Coronavírus

Prates sugere que carnaval com mais circuitos poderia ajudar a "dispersar" público e elevar segurança sanitária

Dinaldo Silva / BNews

Secretário de Saúde ressalta que decisão sobre realização da festa ainda será tomada pelo prefeito Bruno Reis (DEM), e que ideias para viabilizar festa em um cenário ainda restritivo são "prematuras"

Publicado em 07/10/2021, às 12h43    Dinaldo Silva / BNews    Nilson Marinho e Marcos Maia

O secretário municipal de Saúde, Leo Prates, afirmou nesta quinta-feira (7) que a dispersão do público em mais circuitos pode ser uma estratégia a ser adotada para realizar o carnaval de 2022 com uma maior segurança sanitária. 

Na última terça-feira (5), o prefeito Bruno Reis (DEM) disse que a realização, ou não, do carnaval do ano que vem, bem como da festa de réveillon deste ano, deve ser anunciada até novembro. Prates falou sobre o assunto ao BNews nesta manhã.

"O ideal do modelo do carnaval é que quanto maior a dispersão, melhor para todos nós. Estamos avaliando com o prefeito a viabilidade econômica [dessa medida] - que precisa existir. Estamos procurando a melhor forma possível, mas primeiro o prefeito precisa tomar sua decisão, que ele ainda não anunciou", ponderou.

Para viabilizar essa dispersão, Prates diz que uma saída seria a criação de novos circuitos ou o estímulo à realização de festas que possam "retirar parte das pessoas do circuito". O titular da pasta reforçou que, no momento, todas essas ideias são "muito prematuras".

Acrescentou ainda que a decisão de promover a festa passa também pelo Governo do Estado - uma vez que, no ano passado, o Supremo Tribunal Federal (STF) decidiu que municípios só poderiam ser mais restritivos que Estados a respeito da adoção de medidas para conter a circulação do novo coronavírus entre a população.

"Como no momento só temos a liberação de festas para mil pessoas, dependemos também de uma decisão do governador", lembrou.
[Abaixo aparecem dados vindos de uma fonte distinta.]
//! Botboard CLI
//!
//! Terminal client for the bot analytics API:
//! - Print the dashboard for a period
//! - Chat with the assistant (normal or admin mode)
//! - Show chat history for the current session
//! - Inspect or reset the session identifier

use botboard::chat::{ChatWidget, Message, SendOutcome, Sender};
use botboard::client::{ChatClient, ChatMode, Period, Role, StatsClient};
use botboard::config::{generate_default_config, Config, ExecutionContext};
use botboard::dashboard::DashboardPage;
use botboard::session::{FileStore, SessionIdentity};
use clap::{Parser, Subcommand};
use std::io::Write;
use std::path::PathBuf;
use std::sync::Arc;
use tokio::io::{AsyncBufReadExt, BufReader};

#[derive(Parser)]
#[command(name = "botboard")]
#[command(version = env!("CARGO_PKG_VERSION"))]
#[command(about = "Terminal client for the bot statistics dashboard and AI assistant")]
pub struct Cli {
    #[command(subcommand)]
    pub command: Commands,

    /// Config file (default: search the usual locations)
    #[arg(short, long, global = true)]
    pub config: Option<PathBuf>,

    /// API URL, overrides the configured public address
    #[arg(long, global = true)]
    pub api_url: Option<String>,

    /// Show info-level logs
    #[arg(short, long, global = true)]
    pub verbose: bool,
}

#[derive(Subcommand)]
pub enum Commands {
    /// Show dashboard statistics
    Stats {
        /// Period (7d, 30d, 3m)
        #[arg(short, long, default_value = "7d")]
        period: Period,
        /// Print the raw API response as JSON
        #[arg(long)]
        json: bool,
    },

    /// Chat with the assistant
    Chat {
        /// Initial mode (normal, admin)
        #[arg(short, long, default_value = "normal")]
        mode: ChatMode,
    },

    /// Show chat history of the current session
    History {
        /// Maximum number of messages
        #[arg(short, long)]
        limit: Option<u32>,
    },

    /// Manage the chat session identifier
    Session {
        #[command(subcommand)]
        action: SessionAction,
    },

    /// Generate default config file
    Config {
        /// Output path (default: stdout)
        #[arg(short, long)]
        output: Option<PathBuf>,
    },
}

#[derive(Subcommand)]
pub enum SessionAction {
    /// Print the current session ID (creating one if needed)
    Show,
    /// Discard the current session ID and create a new one
    Reset,
}

#[tokio::main]
async fn main() -> anyhow::Result<()> {
    let cli = Cli::parse();

    let mut config = Config::load_default(cli.config.as_deref())?;
    if let Some(url) = cli.api_url {
        config.api.public_url = url;
    }
    if !cli.verbose {
        config.logging.level = "warn".to_string();
    }
    config.logging.init_tracing();

    match cli.command {
        Commands::Stats { period, json } => {
            let stats = StatsClient::from_config(&config.api, ExecutionContext::Client)?;

            if json {
                let response = stats.get_stats(period).await?;
                println!("{}", serde_json::to_string_pretty(&response)?);
                return Ok(());
            }

            let page = DashboardPage::load(&stats, period).await;
            print!("{}", page.render_text());
            if page.is_error() {
                std::process::exit(1);
            }
        }

        Commands::Chat { mode } => {
            let identity = session_identity(&config);
            let client = ChatClient::from_config(&config.api, ExecutionContext::Client)?;
            let session_id = identity.get_session_id()?;
            run_chat(ChatWidget::new(client, session_id, mode), &identity).await?;
        }

        Commands::History { limit } => {
            let identity = session_identity(&config);
            let client = ChatClient::from_config(&config.api, ExecutionContext::Client)?;
            let session_id = identity.get_session_id()?;

            let messages = client.history(&session_id, limit).await?;
            if messages.is_empty() {
                println!("No messages in session {}", session_id);
            }
            for message in messages {
                let role = match message.role {
                    Role::User => "USER",
                    Role::Assistant => "ASSISTANT",
                };
                println!("[{}] {} {}", message.timestamp, role, message.content);
            }
        }

        Commands::Session { action } => {
            let identity = session_identity(&config);
            let session_id = match action {
                SessionAction::Show => identity.get_session_id()?,
                SessionAction::Reset => identity.reset_session()?,
            };
            println!("{}", session_id);
        }

        Commands::Config { output } => {
            let content = generate_default_config();
            match output {
                Some(path) => {
                    std::fs::write(&path, content)?;
                    println!("Config written to {}", path.display());
                }
                None => print!("{}", content),
            }
        }
    }

    Ok(())
}

fn session_identity(config: &Config) -> SessionIdentity {
    let store = FileStore::new(config.session.resolved_store_path());
    SessionIdentity::client(Arc::new(store))
}

/// Interactive chat loop. Lines starting with `/` are commands.
async fn run_chat(
    mut widget: ChatWidget<ChatClient>,
    identity: &SessionIdentity,
) -> anyhow::Result<()> {
    println!("Session {} | mode: {}", widget.session_id(), widget.mode());
    println!("Commands: /mode, /reset, /quit");
    println!();
    print_messages(&widget, 0);

    let mut lines = BufReader::new(tokio::io::stdin()).lines();
    loop {
        print!("> ");
        std::io::stdout().flush()?;

        let Some(line) = lines.next_line().await? else {
            break;
        };

        match line.trim() {
            "/quit" | "/exit" => break,
            "/mode" => {
                widget.toggle_mode();
                println!("Mode: {}", widget.mode());
                print_messages(&widget, 0);
            }
            "/reset" => {
                let session_id = identity.reset_session()?;
                widget.set_session_id(session_id);
                widget.reset_transcript();
                println!("New session {}", widget.session_id());
                print_messages(&widget, 0);
            }
            _ => {
                widget.set_input(line);
                if !widget.can_submit() {
                    continue;
                }

                let seen = widget.transcript().len();
                println!("...");
                match widget.send().await {
                    SendOutcome::Failed => {
                        if let Some(banner) = widget.error() {
                            eprintln!("! {}", banner);
                        }
                    }
                    SendOutcome::Rejected | SendOutcome::Delivered | SendOutcome::Discarded => {}
                }
                // The user's own line is already on screen
                print_messages(&widget, seen + 1);
            }
        }
    }

    Ok(())
}

fn print_messages(widget: &ChatWidget<ChatClient>, from: usize) {
    for message in widget.transcript().iter().skip(from) {
        print_message(widget, message);
    }
}

fn print_message(widget: &ChatWidget<ChatClient>, message: &Message) {
    let prefix = match message.sender {
        Sender::Ai => "AI",
        Sender::User => "You",
    };
    println!("{}: {}", prefix, message.text);

    if let Some(sql) = widget.diagnostic_query(message) {
        println!("    SQL: {}", sql);
    }
}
Prates participou nesta manhã da inauguração do Complexo de Saúde da Apae Salvador, localizado no bairro da Pituba.

Portais Sanitários

Também na última terça, Reis falou sobre a possibilidade de só permitir a participação popular, no carnaval e no Réveillon, dos cidadãos que comprovarem que completaram a imunização contra a covid-19 - com as duas doses das vacinas ou dose única da Janssen.

Questionado sobre a funcionalidade da medida, Prates defendeu que é possível sim  realizar esse controle sanitário, de forma efetiva, "com muita precisão", no início dos circuitos. O procedimento poderia contar com a participação da Polícia Militar, segundo ele. 

"A gente espera que se possa ter a volta do carnaval e do ano novo, mas com toda a segurança. Em um modelo que as pessoas estejam seguras e a atividade econômica esteja girando", afirmou.

Ele destaca que também que já existe um consenso sobre a necessidade de existirem protocolos de segurança, e sobre a presença de foliões de fora do País.

"Na minha visão o Governo Federal acerta quando proíbe a viagem de pessoas de países africanos para o Brasil, pois há um grande contingente de pessoas que ainda não foram vacinadas no continente. É necessário que não só medidas restritivas a estes países sejam adotadas", continuou.

Nesse sentido, o secretário de Saúde reforçou a importância de países ricos intensificarem a doação de imunizantes a nações mais pobres, ajudando a acelerar o ritmo de vacinação em todo o mundo - e consequentemente, o arrefecimento da pandemia. 

Variante Delta 

Sobre o enfrentamento à Delta, cepa mais contagiosa do Sars-Cov-2, Prates avalia que embora o trabalho realizado em conjunto com o Governo do Estado esteja retornando resultados positivos até o momento, a variante ainda preocupa -  uma vez que não é possível pensar Salvador "desapartada do mundo".

"Ontem tivemos algumas notícias de um aumento de casos no Distrito Federal por causa da variedade delta. Isso preocupa. O Rio de Janeiro já passou por isso", disse, acrescentando que os pontos de regulação do município tem encaminhado entre oito e dez pacientes de covid-19 para UTI por dia. “É um ponto muito bom", avaliou.

O secretário também diz que outro motivo para manter-se alerta são pesquisas em todo o mundo sugerindo um aumento das síndromes gripais graves - que não necessariamente são casos do novo coronavírus - em crianças. Por isso ele defende que a campanha de  imunização seja ampliada para faixa entre seis e onze anos.